Online Public Opinion Polling in U.S. Elections; The Impact of Social Distrust on Public Opinion Polling

Chen, Ethan, School of Engineering and Applied Science, University of Virginia
Graham, Daniel, EN-Comp Science Dept, University of Virginia
Vrugtman, Rosanne, EN-Comp Science Dept, University of Virginia
Baritaud, Catherine, EN-Engineering and Society, University of Virginia
Earle, Joshua, EN-Engineering and Society, University of Virginia

The purpose of the technical and STS papers in this project is to describe the current state of public opinion polling in the United States. This encompasses both the various challenges the field of polling is confronting right now, as well as the innovations being developed in response.
For the technical project, the focus is on the relatively recent innovation of online polling methodologies. This includes the circumstances that prompted their development, what sets them apart from traditional polling methodologies, and the merits of their use. For the STS project, the focus is on the rising levels of social distrust in the United States, and the various impacts this cultural shift has had on public opinion polling.

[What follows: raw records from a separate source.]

//! Book-structure suggestions over finished (and optionally draft) chapters.

use std::collections::HashMap;
use std::fmt;

use serde::Deserialize;

use folio_shared::{DocumentStatus, DocumentSummary};

use crate::index::IndexSnapshot;

/// How chapters should be arranged.
#[derive(Debug, Clone, Copy, Default, PartialEq, Eq, Deserialize)]
#[serde(rename_all = "lowercase")]
pub enum OrganizationMode {
    /// Sections keyed by each chapter's primary concept.
    #[default]
    Conceptual,
    /// Accepted but not ordered: chapters stay in discovery order.
    Chronological,
    /// One sequence, shortest chapter first.
    Complexity,
    /// Accepted but not ordered: chapters stay in discovery order.
    Workflow,
}

impl OrganizationMode {
    pub fn as_str(&self) -> &'static str {
        match self {
            Self::Conceptual => "conceptual",
            Self::Chronological => "chronological",
            Self::Complexity => "complexity",
            Self::Workflow => "workflow",
        }
    }
}

impl fmt::Display for OrganizationMode {
    fn fmt(&self, f: &mut fmt::Formatter<'_>) -> fmt::Result {
        f.write_str(self.as_str())
    }
}

/// Chapters sharing a primary concept, longest first.
#[derive(Debug, Clone, PartialEq)]
pub struct Section {
    pub concept: String,
    pub chapters: Vec<DocumentSummary>,
}

#[derive(Debug, Clone, PartialEq)]
pub enum BookStructure {
    Sections(Vec<Section>),
    Sequence(Vec<DocumentSummary>),
}

/// Arrange the finished chapters (plus drafts when `include_drafts`).
pub fn organize(
    snapshot: &IndexSnapshot,
    mode: OrganizationMode,
    include_drafts: bool,
) -> BookStructure {
    let mut chapters: Vec<DocumentSummary> = snapshot
        .summaries()
        .iter()
        .filter(|s| {
            s.status == DocumentStatus::Finished
                || (include_drafts && s.status == DocumentStatus::Draft)
        })
        .cloned()
        .collect();

    match mode {
        OrganizationMode::Conceptual => BookStructure::Sections(group_by_primary_concept(chapters)),
        OrganizationMode::Complexity => {
            chapters.sort_by_key(|c| c.word_count);
            BookStructure::Sequence(chapters)
        }
        OrganizationMode::Chronological | OrganizationMode::Workflow => {
            BookStructure::Sequence(chapters)
        }
    }
}

/// Groups appear in first-seen order; each group is sorted by word count, descending.
fn group_by_primary_concept(chapters: Vec<DocumentSummary>) -> Vec<Section> {
    let mut sections: Vec<Section> = Vec::new();
    let mut positions: HashMap<String, usize> = HashMap::new();

    for chapter in chapters {
        let concept = chapter.primary_concept().to_string();
        let pos = *positions.entry(concept.clone()).or_insert_with(|| {
            sections.push(Section {
                concept,
                chapters: Vec::new(),
            });
            sections.len() - 1
        });
        sections[pos].chapters.push(chapter);
    }

    for section in &mut sections {
        section
            .chapters
            .sort_by(|a, b| b.word_count.cmp(&a.word_count));
    }
    sections
}

#[cfg(test)]
mod tests {
    use std::path::PathBuf;

    use folio_shared::DocumentRecord;

    use super::*;

    fn record(id: &str, status: DocumentStatus, words: usize, concepts: &[&str]) -> DocumentRecord {
        DocumentRecord {
            id: id.into(),
            title: id.into(),
            subtitle: String::new(),
            description: String::new(),
            body: String::new(),
            word_count: words,
            has_images: false,
            status,
            concepts: concepts.iter().map(|s| s.to_string()).collect(),
            path: PathBuf::new(),
            content_hash: String::new(),
            error: None,
        }
    }

    fn snapshot() -> IndexSnapshot {
        use DocumentStatus::*;
        IndexSnapshot::from_records(vec![
            record("f1", Finished, 900, &["ux", "design system"]),
            record("d1", Draft, 1500, &["workflow"]),
            record("f2", Finished, 300, &["analytics"]),
            record("c1", Comment, 20, &["ux"]),
            record("f3", Finished, 1200, &["design system"]),
            record("f4", Finished, 50, &[]),
            record("e1", Error, 0, &[]),
        ])
    }

    fn ids(chapters: &[DocumentSummary]) -> Vec<&str> {
        chapters.iter().map(|c| c.id.as_str()).collect()
    }

    #[test]
    fn complexity_is_ascending_finished_only() {
        let BookStructure::Sequence(seq) = organize(&snapshot(), OrganizationMode::Complexity, false)
        else {
            panic!("expected a sequence");
        };
        assert_eq!(ids(&seq), vec!["f4", "f2", "f1", "f3"]);
    }

    #[test]
    fn conceptual_groups_in_first_seen_order() {
        let BookStructure::Sections(sections) =
            organize(&snapshot(), OrganizationMode::Conceptual, true)
        else {
            panic!("expected sections");
        };
        let concepts: Vec<&str> = sections.iter().map(|s| s.concept.as_str()).collect();
        assert_eq!(concepts, vec!["design system", "workflow", "analytics", "general"]);
        assert_eq!(ids(&sections[0].chapters), vec!["f3", "f1"]);
        assert_eq!(ids(&sections[1].chapters), vec!["d1"]);
    }

    #[test]
    fn unordered_modes_pass_through() {
        for mode in [OrganizationMode::Chronological, OrganizationMode::Workflow] {
            let BookStructure::Sequence(seq) = organize(&snapshot(), mode, true) else {
                panic!("expected a sequence");
            };
            assert_eq!(ids(&seq), vec!["f1", "d1", "f2", "f3", "f4"]);
        }
    }

    #[test]
    fn mode_parses_from_lowercase() {
        let mode: OrganizationMode = serde_json::from_str("\"complexity\"").unwrap();
        assert_eq!(mode, OrganizationMode::Complexity);
        assert!(serde_json::from_str::<OrganizationMode>("\"random\"").is_err());
    }
}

These two topics are loosely tied, but share a lot of information that is relevant to them. After all, one indirect result of rising social distrust in the United States is the proliferation of online polls.
As described in both papers, the main reason online polls now make up more than 80% of public opinion polls is because traditional phone-based polls have become much more expensive in the last few decades. One reason is a drastic decrease in response rates for phone-based polls; that is, the percentage of people who, when asked to complete a survey, actually complete it. A 2020 survey from Pew Research Center showed that eighty percent of Americans do not answer cellphone calls from unknown numbers. As such, it takes many more calls for pollsters to collect the same number of responses compared to a few decades ago, making the entire operation cost much more. In addition, the widespread transition from landline phones to cell phones has also made polling harder and more expensive, with one pollster estimating that each cell phone interview costs about three times as much as a comparable landline-based interview. With traditional polls becoming so expensive, many pollsters innovated and switched to significantly cheaper online polling methodologies.
The technical paper delves into the details of online polling methodologies. The main difference between phone-based polls and online polls, besides the medium for interviewing, is that phone-based polls use probability samples, where every member of a target population has an equal chance of being asked to participate, while online polls use non-probability samples, in which there does not exist an equal chance of being asked to participate. In the past, online polls were judged by polling experts to be less accurate and of lower quality than phone-based polls. However, ever since the 2020 U.S. elections, many polling experts found that online polls were no longer worse than phone-based polls. As such, the technical paper concludes that, despite their problems, online polling methodologies are a very viable solution to the rising cost of phone-based polls, and their widespread use should not be a cause for concern. Future studies in this field could involve the difference between online-only methodologies, hybrids of online and phone-based methodologies, and text-messaging based methodologies.
The STS paper discusses the impacts of rising social distrust in the United States on polling. Over the last few decades, various studies have found Americans to be increasingly distrustful of society, government, and even fellow Americans. One impact of this distrust is the aforementioned decrease willingness of Americans to respond to phone calls from strangers, due to suspicions that the calls are scams. As such, this distrust of fellow Americans led to the rising cost of phone-based polls, and thus indirectly led to the widespread use of online polling methodologies.
More significantly, rising social distrust has been theorized by many to be a reason pre-election polls were so inaccurate in 2020. Studies have found that people with low social trust are less likely to answer polls, and that people with low social trust were more likely to vote for Republicans, in particular then-president Donald Trump. As such, a prominent hypothesis from pollsters is that, because the people who answered polls had disproportionately higher levels of social trust, 2020 pre-election polls were biased against Republicans.
Another theory regarding 2020 pre-election polls is that their bias against Republicans stemmed from the COVID-19 pandemic. Since Democrats were more likely to follow pandemic-era rules than Republicans, there were disproportionately more Democrats at home and in a position to answer polls. This would explain why pollsters found significantly higher survey response rates from Democrats after the pandemic than before it. Thus, the theory is that, because the people who answered polls were much more likely to be Democrats during the pandemic, the polls became biased against Republicans. This would be another example of social distrust impacting polls, since a person’s likeliness to follow pandemic-era rules correlates highly with their trust of societal institutions like governmental health agencies.

BS (Bachelor of Science)
Online polling, Polling, Social trust, 2020 U.S. Election

School of Engineering and Applied Science
Bachelor of Science in Computer Science
Technical Advisors: Daniel G. Graham and Rosanne Vrugtman
STS Advisors: Catherine D. Baritaud and Joshua Earle

All rights reserved (no additional license for public reuse)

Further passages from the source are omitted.